Le président français a cependant fait face à un calendrier chargé depuis le début de l’invasion russe, notamment avec l’élection présidentielle. « Une visite pendant la campagne aurait été interprétée comme une manœuvre de politique intérieur, on aurait dit qu’il instrumentalise la guerre », estime le député. A l’inverse, l’occasion était presque trop belle pour Bertrand Badie. Si Emmanuel Macron avait mis « une charge électorale » sur ce déplacement, « il y serait plutôt allé », affirme-t-il, évoquant l’image potentiellement positive du « jeune président qui se rend sous la mitraille ».
Le président et sa bande
Mais plus le temps passe, plus Emmanuel Macron prend un autre risque : celui d’être le seul parmi les alliés occidentaux à ne pas y aller, et donc de perdre de l’influence, voire de se retrouver isolé. « La perspective d’être le dernier lui est pesante », estime encore Bertrand Badie, détaillant alors son troisième élément de réflexion. La visite pourrait donc ne pas tarder, reste à en définir la forme et le bon moment. « Il faut que ça se fasse pendant que la France préside l’Union européenne », martèle Jean-Louis Bourlanges, qui imagine le chef de l’Etat emmener « Charles Michel, Ursula von der Leyen, voire des Etats membres comme l’Italie ».

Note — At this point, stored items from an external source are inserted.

//! Integration tests for posts, comments and the cascading delete

use campus_board::content::ContentStore;
use campus_board::model::{Category, NewPost};
use campus_board::store::{Fault, MemoryStore};
use campus_board::BoardError;
use futures::StreamExt;
use std::sync::Arc;
use std::time::Duration;
use tokio::time::timeout;

const WAIT: Duration = Duration::from_secs(2);

fn draft(title: &str) -> NewPost {
    NewPost {
        title: title.into(),
        description: "Details inside".into(),
        category: Category::CareerServices,
        image_ref: Some("https://img.example/cv.png".into()),
    }
}

async fn post_with_comments(content: &ContentStore, comments: usize) -> String {
    let post = content.create_post(draft("Resume clinic"), "a@x.com").await.unwrap();
    for i in 0..comments {
        content
            .add_comment(&post.id, &format!("comment {i}"))
            .await
            .unwrap();
    }
    post.id
}

#[tokio::test]
async fn test_delete_removes_post_and_comments() {
    let store = Arc::new(MemoryStore::new());
    let content = ContentStore::new(store.clone());
    let keep = post_with_comments(&content, 1).await;
    let doomed = post_with_comments(&content, 3).await;

    content.delete_post(&doomed).await.unwrap();

    assert!(matches!(
        content.get_post(&doomed).await,
        Err(BoardError::NotFound(_))
    ));
    assert!(content.comments(&doomed).await.unwrap().is_empty());

    // Unrelated post untouched
    assert!(content.get_post(&keep).await.is_ok());
    assert_eq!(content.comments(&keep).await.unwrap().len(), 1);
    assert_eq!(store.count("comments").await, 1);
}

#[tokio::test]
async fn test_failed_delete_leaves_everything_in_place() {
    let store = Arc::new(MemoryStore::new());
    let content = ContentStore::new(store.clone());
    let id = post_with_comments(&content, 3).await;

    // Fail after two comment deletes have been staged
    store.inject(Fault::BatchOp(2)).await;
    let err = content.delete_post(&id).await.unwrap_err();
    assert!(matches!(err, BoardError::Database(_)));

    assert!(content.get_post(&id).await.is_ok());
    assert_eq!(content.comments(&id).await.unwrap().len(), 3);

    // Failing on the final op (the post itself) is just as atomic
    store.inject(Fault::BatchOp(3)).await;
    assert!(content.delete_post(&id).await.is_err());
    assert!(content.get_post(&id).await.is_ok());
    assert_eq!(content.comments(&id).await.unwrap().len(), 3);

    content.delete_post(&id).await.unwrap();
    assert_eq!(store.count("posts").await, 0);
    assert_eq!(store.count("comments").await, 0);
}

#[tokio::test]
async fn test_delete_missing_post_is_not_found() {
    let content = ContentStore::new(Arc::new(MemoryStore::new()));
    let err = content.delete_post("nope").await.unwrap_err();
    assert!(matches!(err, BoardError::NotFound(_)));
}

#[tokio::test]
async fn test_stream_posts_replays_full_snapshots() {
    let content = ContentStore::new(Arc::new(MemoryStore::new()));
    let mut live = content.stream_posts().await.unwrap();
    assert!(timeout(WAIT, live.next()).await.unwrap().unwrap().unwrap().is_empty());

    let first = content.create_post(draft("One"), "a@x.com").await.unwrap();
    let snapshot = timeout(WAIT, live.next()).await.unwrap().unwrap().unwrap();
    assert_eq!(snapshot.len(), 1);

    content.create_post(draft("Two"), "b@x.com").await.unwrap();
    let snapshot = timeout(WAIT, live.next()).await.unwrap().unwrap().unwrap();
    let titles: Vec<_> = snapshot.iter().map(|p| p.title.as_str()).collect();
    assert_eq!(titles, vec!["One", "Two"]);

    content.delete_post(&first.id).await.unwrap();
    let snapshot = timeout(WAIT, live.next()).await.unwrap().unwrap().unwrap();
    assert_eq!(snapshot.len(), 1);
    assert_eq!(snapshot[0].title, "Two");
}

#[tokio::test]
async fn test_stream_comments_is_scoped_to_post() {
    let content = ContentStore::new(Arc::new(MemoryStore::new()));
    let a = post_with_comments(&content, 0).await;
    let b = post_with_comments(&content, 0).await;

    let mut live = content.stream_comments(&a).await.unwrap();
    assert!(timeout(WAIT, live.next()).await.unwrap().unwrap().unwrap().is_empty());

    content.add_comment(&b, "elsewhere").await.unwrap();
    content.add_comment(&a, "here").await.unwrap();

    // Snapshots may coalesce; wait for the one carrying the new comment
    loop {
        let snapshot = timeout(WAIT, live.next()).await.unwrap().unwrap().unwrap();
        if !snapshot.is_empty() {
            assert_eq!(snapshot.len(), 1);
            assert_eq!(snapshot[0].text, "here");
            break;
        }
    }
}

#[tokio::test]
async fn test_image_ref_round_trips() {
    let content = ContentStore::new(Arc::new(MemoryStore::new()));
    let post = content.create_post(draft("With image"), "a@x.com").await.unwrap();
    let fetched = content.get_post(&post.id).await.unwrap();
    assert_eq!(
        fetched.image_ref.as_deref(),
        Some("https://img.example/cv.png")
    );
}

Donc avant fin juin, avec l’impératif « que ça soit dégagé autour », pour ne pas y aller juste après Joe Biden par exemple. Bertrand Badie penche, lui, pour une autre mise en scène : « Là où il y a eu des drames, il y a un passage nécessaire », affirme-t-il, imaginant « d’autres Boutcha ». Le président pourrait aussi « s’afficher à Odessa, car ça semble être la prochaine bataille », ou « transiter par la Moldavie ».
Pour l’instant, le mystère reste entier. Le président n’a pas pris sa décision, et même pour les députés de la majorité, « les voies d’Emmanuel Macron sont impénétrables », sourit Jean-Louis Bourlanges.